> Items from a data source
- - - - -

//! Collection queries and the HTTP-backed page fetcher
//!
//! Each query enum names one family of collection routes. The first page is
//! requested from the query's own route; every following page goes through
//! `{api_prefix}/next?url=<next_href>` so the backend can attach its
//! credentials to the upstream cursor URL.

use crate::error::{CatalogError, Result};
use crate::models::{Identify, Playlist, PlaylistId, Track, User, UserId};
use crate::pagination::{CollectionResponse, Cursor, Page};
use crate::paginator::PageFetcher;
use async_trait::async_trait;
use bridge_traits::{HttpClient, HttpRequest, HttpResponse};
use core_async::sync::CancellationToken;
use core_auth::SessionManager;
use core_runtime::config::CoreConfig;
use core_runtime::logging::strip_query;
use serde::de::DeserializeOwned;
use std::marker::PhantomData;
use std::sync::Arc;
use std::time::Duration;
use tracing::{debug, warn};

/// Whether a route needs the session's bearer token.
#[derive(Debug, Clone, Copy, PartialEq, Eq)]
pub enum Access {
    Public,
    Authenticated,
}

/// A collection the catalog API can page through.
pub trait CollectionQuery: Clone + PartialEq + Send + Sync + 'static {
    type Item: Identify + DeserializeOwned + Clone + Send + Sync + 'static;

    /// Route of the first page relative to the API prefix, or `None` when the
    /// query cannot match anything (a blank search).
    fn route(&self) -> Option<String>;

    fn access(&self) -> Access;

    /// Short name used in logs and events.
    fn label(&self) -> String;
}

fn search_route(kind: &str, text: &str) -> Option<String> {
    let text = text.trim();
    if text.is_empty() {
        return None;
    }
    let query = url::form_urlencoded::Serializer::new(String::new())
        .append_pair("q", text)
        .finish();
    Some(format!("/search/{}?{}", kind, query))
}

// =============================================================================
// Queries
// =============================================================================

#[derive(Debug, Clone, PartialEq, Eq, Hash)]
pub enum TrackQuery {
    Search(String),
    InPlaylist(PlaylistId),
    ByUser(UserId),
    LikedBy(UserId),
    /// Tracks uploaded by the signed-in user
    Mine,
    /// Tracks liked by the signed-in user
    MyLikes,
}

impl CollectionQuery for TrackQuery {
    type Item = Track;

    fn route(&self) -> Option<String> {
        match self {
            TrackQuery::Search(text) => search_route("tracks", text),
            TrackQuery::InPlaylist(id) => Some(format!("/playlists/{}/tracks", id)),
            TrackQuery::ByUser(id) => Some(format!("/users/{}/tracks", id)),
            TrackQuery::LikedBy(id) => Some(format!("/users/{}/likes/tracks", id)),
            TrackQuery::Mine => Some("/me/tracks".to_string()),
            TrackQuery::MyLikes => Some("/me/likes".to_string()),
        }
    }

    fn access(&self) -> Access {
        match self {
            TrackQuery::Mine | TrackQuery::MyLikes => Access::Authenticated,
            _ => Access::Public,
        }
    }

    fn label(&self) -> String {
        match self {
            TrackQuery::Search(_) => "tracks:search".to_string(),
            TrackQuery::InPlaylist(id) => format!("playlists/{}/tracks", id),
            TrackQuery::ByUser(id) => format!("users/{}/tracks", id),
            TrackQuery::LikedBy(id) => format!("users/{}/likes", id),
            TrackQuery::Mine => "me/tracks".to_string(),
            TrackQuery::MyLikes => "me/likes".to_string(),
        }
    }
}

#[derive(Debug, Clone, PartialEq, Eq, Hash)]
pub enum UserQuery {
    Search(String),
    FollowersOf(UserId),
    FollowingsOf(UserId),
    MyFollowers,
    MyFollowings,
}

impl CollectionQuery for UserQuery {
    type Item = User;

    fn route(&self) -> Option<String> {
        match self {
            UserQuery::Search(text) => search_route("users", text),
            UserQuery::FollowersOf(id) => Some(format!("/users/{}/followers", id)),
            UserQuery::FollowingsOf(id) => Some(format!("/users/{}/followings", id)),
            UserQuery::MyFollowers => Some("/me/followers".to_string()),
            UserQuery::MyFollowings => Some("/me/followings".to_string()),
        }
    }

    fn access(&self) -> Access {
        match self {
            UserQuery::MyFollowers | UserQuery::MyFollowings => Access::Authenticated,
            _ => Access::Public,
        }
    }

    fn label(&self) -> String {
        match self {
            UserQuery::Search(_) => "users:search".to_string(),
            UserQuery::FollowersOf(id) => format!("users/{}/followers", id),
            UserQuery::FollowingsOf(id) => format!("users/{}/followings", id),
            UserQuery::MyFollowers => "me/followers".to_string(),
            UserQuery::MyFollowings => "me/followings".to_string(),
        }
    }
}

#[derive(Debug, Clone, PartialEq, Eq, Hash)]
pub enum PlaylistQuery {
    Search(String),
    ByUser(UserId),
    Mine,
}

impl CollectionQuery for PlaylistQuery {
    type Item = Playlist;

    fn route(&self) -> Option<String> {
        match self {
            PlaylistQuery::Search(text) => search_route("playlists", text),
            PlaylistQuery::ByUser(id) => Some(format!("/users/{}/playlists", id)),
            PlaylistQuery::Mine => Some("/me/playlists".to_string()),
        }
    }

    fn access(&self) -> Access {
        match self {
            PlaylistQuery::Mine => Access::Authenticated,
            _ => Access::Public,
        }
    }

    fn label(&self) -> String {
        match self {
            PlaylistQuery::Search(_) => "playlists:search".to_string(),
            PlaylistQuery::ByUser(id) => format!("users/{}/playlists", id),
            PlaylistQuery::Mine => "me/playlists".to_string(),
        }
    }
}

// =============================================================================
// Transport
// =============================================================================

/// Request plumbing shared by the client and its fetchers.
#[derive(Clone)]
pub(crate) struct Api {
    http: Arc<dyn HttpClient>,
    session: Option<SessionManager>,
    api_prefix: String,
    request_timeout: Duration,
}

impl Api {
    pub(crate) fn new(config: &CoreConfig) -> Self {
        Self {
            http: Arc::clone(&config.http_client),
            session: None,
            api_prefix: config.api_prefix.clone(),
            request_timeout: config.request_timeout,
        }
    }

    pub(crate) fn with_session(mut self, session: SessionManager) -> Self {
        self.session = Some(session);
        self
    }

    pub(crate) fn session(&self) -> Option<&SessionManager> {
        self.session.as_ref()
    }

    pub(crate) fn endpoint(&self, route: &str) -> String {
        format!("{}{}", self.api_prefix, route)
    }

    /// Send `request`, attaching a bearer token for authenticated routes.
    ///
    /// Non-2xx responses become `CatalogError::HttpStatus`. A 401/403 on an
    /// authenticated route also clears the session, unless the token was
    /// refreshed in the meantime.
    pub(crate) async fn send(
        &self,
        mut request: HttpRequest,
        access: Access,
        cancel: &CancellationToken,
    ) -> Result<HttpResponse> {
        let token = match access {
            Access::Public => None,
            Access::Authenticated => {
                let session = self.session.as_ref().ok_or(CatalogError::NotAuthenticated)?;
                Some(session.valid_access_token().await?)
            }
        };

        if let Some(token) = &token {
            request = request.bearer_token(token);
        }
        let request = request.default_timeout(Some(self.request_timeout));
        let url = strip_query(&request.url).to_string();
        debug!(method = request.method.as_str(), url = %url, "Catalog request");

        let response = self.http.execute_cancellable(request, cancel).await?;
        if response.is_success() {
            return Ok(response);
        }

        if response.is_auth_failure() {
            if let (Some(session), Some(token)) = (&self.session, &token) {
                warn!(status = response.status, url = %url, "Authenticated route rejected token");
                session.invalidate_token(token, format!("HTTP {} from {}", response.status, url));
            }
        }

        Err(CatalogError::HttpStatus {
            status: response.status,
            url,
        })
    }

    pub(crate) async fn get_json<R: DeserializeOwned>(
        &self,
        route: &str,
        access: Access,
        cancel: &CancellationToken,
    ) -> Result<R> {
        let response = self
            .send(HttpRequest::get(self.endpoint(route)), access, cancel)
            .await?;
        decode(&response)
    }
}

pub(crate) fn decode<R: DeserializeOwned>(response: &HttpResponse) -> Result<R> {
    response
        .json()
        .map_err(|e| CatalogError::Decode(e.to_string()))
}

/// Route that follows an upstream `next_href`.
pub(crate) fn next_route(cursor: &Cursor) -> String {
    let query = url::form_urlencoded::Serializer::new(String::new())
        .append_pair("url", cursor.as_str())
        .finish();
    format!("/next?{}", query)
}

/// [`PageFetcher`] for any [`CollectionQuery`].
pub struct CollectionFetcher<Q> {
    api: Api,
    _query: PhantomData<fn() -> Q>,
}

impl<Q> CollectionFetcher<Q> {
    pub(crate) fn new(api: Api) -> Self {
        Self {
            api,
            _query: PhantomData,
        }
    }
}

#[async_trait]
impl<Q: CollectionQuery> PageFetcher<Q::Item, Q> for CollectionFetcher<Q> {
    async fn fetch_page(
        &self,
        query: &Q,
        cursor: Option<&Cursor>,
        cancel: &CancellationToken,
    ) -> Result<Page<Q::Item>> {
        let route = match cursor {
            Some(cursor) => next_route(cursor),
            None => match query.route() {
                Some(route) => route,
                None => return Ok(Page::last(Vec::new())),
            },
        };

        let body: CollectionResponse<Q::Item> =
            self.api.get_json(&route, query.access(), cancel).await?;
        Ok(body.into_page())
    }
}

- - - - -

> WHAT YOU SHOULD DO
Please copy out each line of the data in which the word "HttpResponse" occurs.

> WRITTEN ANSWER
use bridge_traits::{HttpClient, HttpRequest, HttpResponse};
    ) -> Result<HttpResponse> {
pub(crate) fn decode<R: DeserializeOwned>(response: &HttpResponse) -> Result<R> {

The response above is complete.